Nothing but the lines from the one with "#[tokio::main]" down to the one with "tracing_subscriber::EnvFilter::try_from_default_env()" should be returned, exactly and with both ends included, from the material below.
***** Records for this task *****
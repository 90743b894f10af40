// Main entry point for the SLURM proxy server

use std::sync::Arc;

use anyhow::{Context, Result};
use proxy_core::kernel::jobs::reconciler::{start_scheduler, Reconciler};
use proxy_core::kernel::jobs::PgJobStore;
use proxy_core::kernel::notify::AmqpNotifier;
use proxy_core::kernel::slurm::rest::{RestConfig, RestSchedulerClient};
use proxy_core::kernel::slurm::ssh::SshSchedulerClient;
use proxy_core::kernel::slurm::SchedulerClient;
use proxy_core::kernel::{ServerDeps, TaskRegistry};
use proxy_core::server::build_app;
use proxy_core::{Config, SubmitBackend};
use sqlx::postgres::PgPoolOptions;
use tracing_subscriber::{layer::SubscriberExt, util::SubscriberInitExt};

#[tokio::main]
async fn main() -> Result<()> {
    // Initialize logging
    tracing_subscriber::registry()
        .with(
            tracing_subscriber::EnvFilter::try_from_default_env()
                .unwrap_or_else(|_| "info,proxy_core=debug,sqlx=warn".into()),
        )
        .with(tracing_subscriber::fmt::layer())
        .init();

    // Load configuration
    let config = Config::from_env().context("Failed to load configuration")?;
    tracing::info!(app = %config.app_name, "Starting SLURM proxy");

    // Connect to database
    tracing::info!("Connecting to database...");
    let pool = PgPoolOptions::new()
        .max_connections(10)
        .connect(&config.database_url)
        .await
        .context("Failed to connect to database")?;

    // Run migrations
    sqlx::migrate!("./migrations")
        .run(&pool)
        .await
        .context("Failed to run migrations")?;
    tracing::info!("Database ready");

    // Scheduler backend selected by configuration
    let scheduler: Arc<dyn SchedulerClient> = match config.submit_backend {
        SubmitBackend::Ssh => {
            tracing::info!(host = %config.ssh.hostname, "Using the SSH scheduler backend");
            Arc::new(SshSchedulerClient::connect_with(config.ssh.clone()))
        }
        SubmitBackend::Rest => {
            let base_url = config
                .slurm_rest_url
                .clone()
                .context("SLURM_REST_URL must be set when SUBMIT_BACKEND=rest")?;
            tracing::info!(url = %base_url, "Using the REST scheduler backend");
            Arc::new(RestSchedulerClient::new(RestConfig {
                base_url,
                user_name: config.ssh.username.clone(),
                token: config.slurm_rest_token.clone(),
            }))
        }
    };

    let tasks = Arc::new(TaskRegistry::builtin());
    let notifier = Arc::new(AmqpNotifier::new(config.amqp.clone(), Arc::clone(&tasks)));
    let store = Arc::new(PgJobStore::new(pool));

    let deps = Arc::new(ServerDeps::new(store, scheduler, notifier, tasks));

    // Background reconciliation on the polling interval
    let reconciler = Arc::new(Reconciler::new(&deps));
    let _scheduler_handle = start_scheduler(reconciler, config.polling_interval)
        .await
        .context("Failed to start the reconciliation scheduler")?;

    // Build application and serve
    let app = build_app(deps);
    let addr = format!("0.0.0.0:{}", config.port);
    tracing::info!("Listening on {}", addr);

    let listener = tokio::net::TcpListener::bind(&addr)
        .await
        .context("Failed to bind to address")?;

    axum::serve(listener, app).await.context("Server error")?;

    Ok(())
}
*****
— Solution for this exercise —
#[tokio::main]
async fn main() -> Result<()> {
    // Initialize logging
    tracing_subscriber::registry()
        .with(
            tracing_subscriber::EnvFilter::try_from_default_env()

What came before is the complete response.